**Records to process:**
-- -- --

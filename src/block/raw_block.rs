//! The raw HTML block view-model
//!
//! One `RawBlock` backs one block in the host document. It renders a wrapper
//! with a single text input, keeps the input sized to its content, and hands
//! the typed markup back on save.
//!
//! State shared with deferred callbacks and the input listener lives in an
//! `Rc<Shared>`; the callbacks only hold a `Weak`, so once the block is gone
//! they do nothing.

use std::cell::{Cell, RefCell};
use std::rc::{Rc, Weak};

use crate::errors::{BlockError, Result};
use crate::models::{BlockData, BlockParams, HostStyles};
use crate::scheduler::{Scheduler, Task, TimerHandle};
use crate::tool::{INPUT_DEBOUNCE_MS, MOUNT_RESIZE_DELAY_MS, TEXTAREA_CLASS, WRAPPER_CLASS};
use crate::view::{Height, TextInputSpec, ViewSurface};

/// Resolved class names for the block's two nodes
#[derive(Clone, Debug, PartialEq, Eq)]
pub struct CssClasses {
    /// Host class shared by all blocks
    pub base: String,
    /// Host class shared by all text inputs
    pub input: String,
    pub wrapper: String,
    pub textarea: String,
}

impl CssClasses {
    pub fn resolve(styles: &HostStyles) -> Self {
        Self {
            base: styles.block.clone(),
            input: styles.input.clone(),
            wrapper: WRAPPER_CLASS.to_string(),
            textarea: TEXTAREA_CLASS.to_string(),
        }
    }
}

#[derive(Clone, Copy, Debug)]
enum Timer {
    Mount,
    Debounce,
}

struct Shared<S: ViewSurface, T: Scheduler> {
    surface: Rc<S>,
    scheduler: Rc<T>,
    html: RefCell<String>,
    textarea: RefCell<Option<S::Node>>,
    mount_timer: Cell<Option<TimerHandle>>,
    resize_debounce: Cell<Option<TimerHandle>>,
    disposed: Cell<bool>,
}

impl<S: ViewSurface + 'static, T: Scheduler + 'static> Shared<S, T> {
    fn timer(&self, timer: Timer) -> &Cell<Option<TimerHandle>> {
        match timer {
            Timer::Mount => &self.mount_timer,
            Timer::Debounce => &self.resize_debounce,
        }
    }

    fn cancel(&self, timer: Timer) {
        if let Some(handle) = self.timer(timer).take() {
            self.scheduler.cancel(handle);
        }
    }

    /// Task that resizes the input later, if the block still exists then
    fn deferred_resize(weak: Weak<Self>, timer: Timer) -> Task {
        Box::new(move || {
            if let Some(shared) = weak.upgrade() {
                shared.timer(timer).set(None);
                shared.resize();
            }
        })
    }

    fn schedule_resize(self: &Rc<Self>, timer: Timer, delay_ms: u32) -> Result<()> {
        self.cancel(timer);
        let task = Self::deferred_resize(Rc::downgrade(self), timer);
        let handle = self.scheduler.schedule(delay_ms, task)?;
        self.timer(timer).set(Some(handle));
        Ok(())
    }

    fn on_input(self: &Rc<Self>) {
        if self.disposed.get() {
            return;
        }
        let Some(textarea) = self.textarea.borrow().clone() else {
            return;
        };
        *self.html.borrow_mut() = self.surface.text_value(&textarea);

        if let Err(e) = self.schedule_resize(Timer::Debounce, INPUT_DEBOUNCE_MS) {
            log::warn!("Could not schedule raw block resize: {}", e);
        }
    }

    fn resize(&self) {
        if self.disposed.get() {
            return;
        }
        let Some(textarea) = self.textarea.borrow().clone() else {
            return;
        };

        match self.fit_to_content(&textarea) {
            Ok(height) => log::debug!("Raw block resized to {}px", height),
            Err(e) => log::warn!("Raw block resize failed: {}", e),
        }
    }

    /// Reset to auto first: with a stale explicit height the measurement
    /// never drops below it, so the input would grow but not shrink.
    fn fit_to_content(&self, textarea: &S::Node) -> Result<u32> {
        self.surface.set_height(textarea, Height::Auto)?;
        let height = self.surface.scroll_height(textarea);
        self.surface.set_height(textarea, Height::Px(height))?;
        Ok(height)
    }

    fn dispose(&self) {
        if self.disposed.replace(true) {
            return;
        }
        self.cancel(Timer::Mount);
        self.cancel(Timer::Debounce);
        self.detach_input();
    }

    /// Forget the tracked input and stop listening to it
    fn detach_input(&self) {
        let tracked = self.textarea.borrow_mut().take();
        let Some(textarea) = tracked else {
            return;
        };
        if let Err(e) = self.surface.remove_listeners(&textarea) {
            log::warn!("Could not detach raw block input listener: {}", e);
        }
    }
}

/// Raw HTML block bound to one view surface and scheduler
///
/// The mode (interactive or read-only) is fixed at construction.
pub struct RawBlock<S: ViewSurface + 'static, T: Scheduler + 'static> {
    shared: Rc<Shared<S, T>>,
    placeholder: String,
    css: CssClasses,
    read_only: bool,
}

impl<S: ViewSurface + 'static, T: Scheduler + 'static> RawBlock<S, T> {
    /// Create a block. Nothing is rendered or scheduled yet.
    pub fn new(params: BlockParams, surface: Rc<S>, scheduler: Rc<T>) -> Self {
        let placeholder = params.config.resolved_placeholder().to_string();
        let css = CssClasses::resolve(&params.styles);

        Self {
            shared: Rc::new(Shared {
                surface,
                scheduler,
                html: RefCell::new(params.data.html),
                textarea: RefCell::new(None),
                mount_timer: Cell::new(None),
                resize_debounce: Cell::new(None),
                disposed: Cell::new(false),
            }),
            placeholder,
            css,
            read_only: params.read_only,
        }
    }

    /// Build the block's view: a wrapper holding one text input preloaded
    /// with the current markup.
    ///
    /// The input is resized once shortly afterwards, when the host has had a
    /// chance to mount the view. Rendering again replaces the tracked input.
    pub fn render(&self) -> Result<S::Node> {
        let shared = &self.shared;
        if shared.disposed.get() {
            return Err(BlockError::Disposed);
        }
        shared.cancel(Timer::Mount);
        shared.cancel(Timer::Debounce);
        shared.detach_input();

        let surface = &shared.surface;
        let wrapper_classes = [self.css.base.as_str(), self.css.wrapper.as_str()];
        let wrapper = surface.create_container(&wrapper_classes)?;

        let html = shared.html.borrow().clone();
        let textarea = surface.create_text_input(&TextInputSpec {
            classes: &[self.css.textarea.as_str(), self.css.input.as_str()],
            text: &html,
            placeholder: &self.placeholder,
            disabled: self.read_only,
        })?;

        if !self.read_only {
            let weak = Rc::downgrade(shared);
            surface.on_input(
                &textarea,
                Box::new(move || {
                    if let Some(shared) = weak.upgrade() {
                        shared.on_input();
                    }
                }),
            )?;
        }

        surface.append_child(&wrapper, &textarea)?;
        *shared.textarea.borrow_mut() = Some(textarea);

        shared.schedule_resize(Timer::Mount, MOUNT_RESIZE_DELAY_MS)?;

        log::debug!(
            "Rendered raw block ({} bytes, read_only={})",
            html.len(),
            self.read_only
        );
        Ok(wrapper)
    }

    /// Read the markup back out of a rendered view
    ///
    /// Fails with [`BlockError::MissingInput`] when `view` has no text input,
    /// which only a broken host integration can cause.
    pub fn save(&self, view: &S::Node) -> Result<BlockData> {
        let surface = &self.shared.surface;
        let textarea = surface.find_text_input(view).ok_or_else(|| {
            log::error!("Raw block save called on a view without a text input");
            BlockError::MissingInput
        })?;

        Ok(BlockData::new(surface.text_value(&textarea)))
    }

    /// Cancel pending resizes and let go of the view. Idempotent.
    pub fn dispose(&self) {
        self.shared.dispose();
    }

    /// Markup as of the last input event (or as loaded)
    pub fn html(&self) -> String {
        self.shared.html.borrow().clone()
    }

    pub fn placeholder(&self) -> &str {
        &self.placeholder
    }

    pub fn is_read_only(&self) -> bool {
        self.read_only
    }

    pub fn css(&self) -> &CssClasses {
        &self.css
    }

    /// The text input from the last `render`
    pub fn text_input(&self) -> Option<S::Node> {
        self.shared.textarea.borrow().clone()
    }

    pub fn is_rendered(&self) -> bool {
        self.shared.textarea.borrow().is_some()
    }

    pub fn is_disposed(&self) -> bool {
        self.shared.disposed.get()
    }

    /// Whether a mount or debounce resize is still waiting to run
    pub fn has_pending_resize(&self) -> bool {
        self.shared.mount_timer.get().is_some() || self.shared.resize_debounce.get().is_some()
    }
}

impl<S: ViewSurface + 'static, T: Scheduler + 'static> Drop for RawBlock<S, T> {
    fn drop(&mut self) {
        self.shared.dispose();
    }
}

-- -- --

**Required action:**
Reproduce each line from the listing above that includes the word "Result".

**Task response:**
use crate::errors::{BlockError, Result};
    fn schedule_resize(self: &Rc<Self>, timer: Timer, delay_ms: u32) -> Result<()> {
    fn fit_to_content(&self, textarea: &S::Node) -> Result<u32> {
    pub fn render(&self) -> Result<S::Node> {
    pub fn save(&self, view: &S::Node) -> Result<BlockData> {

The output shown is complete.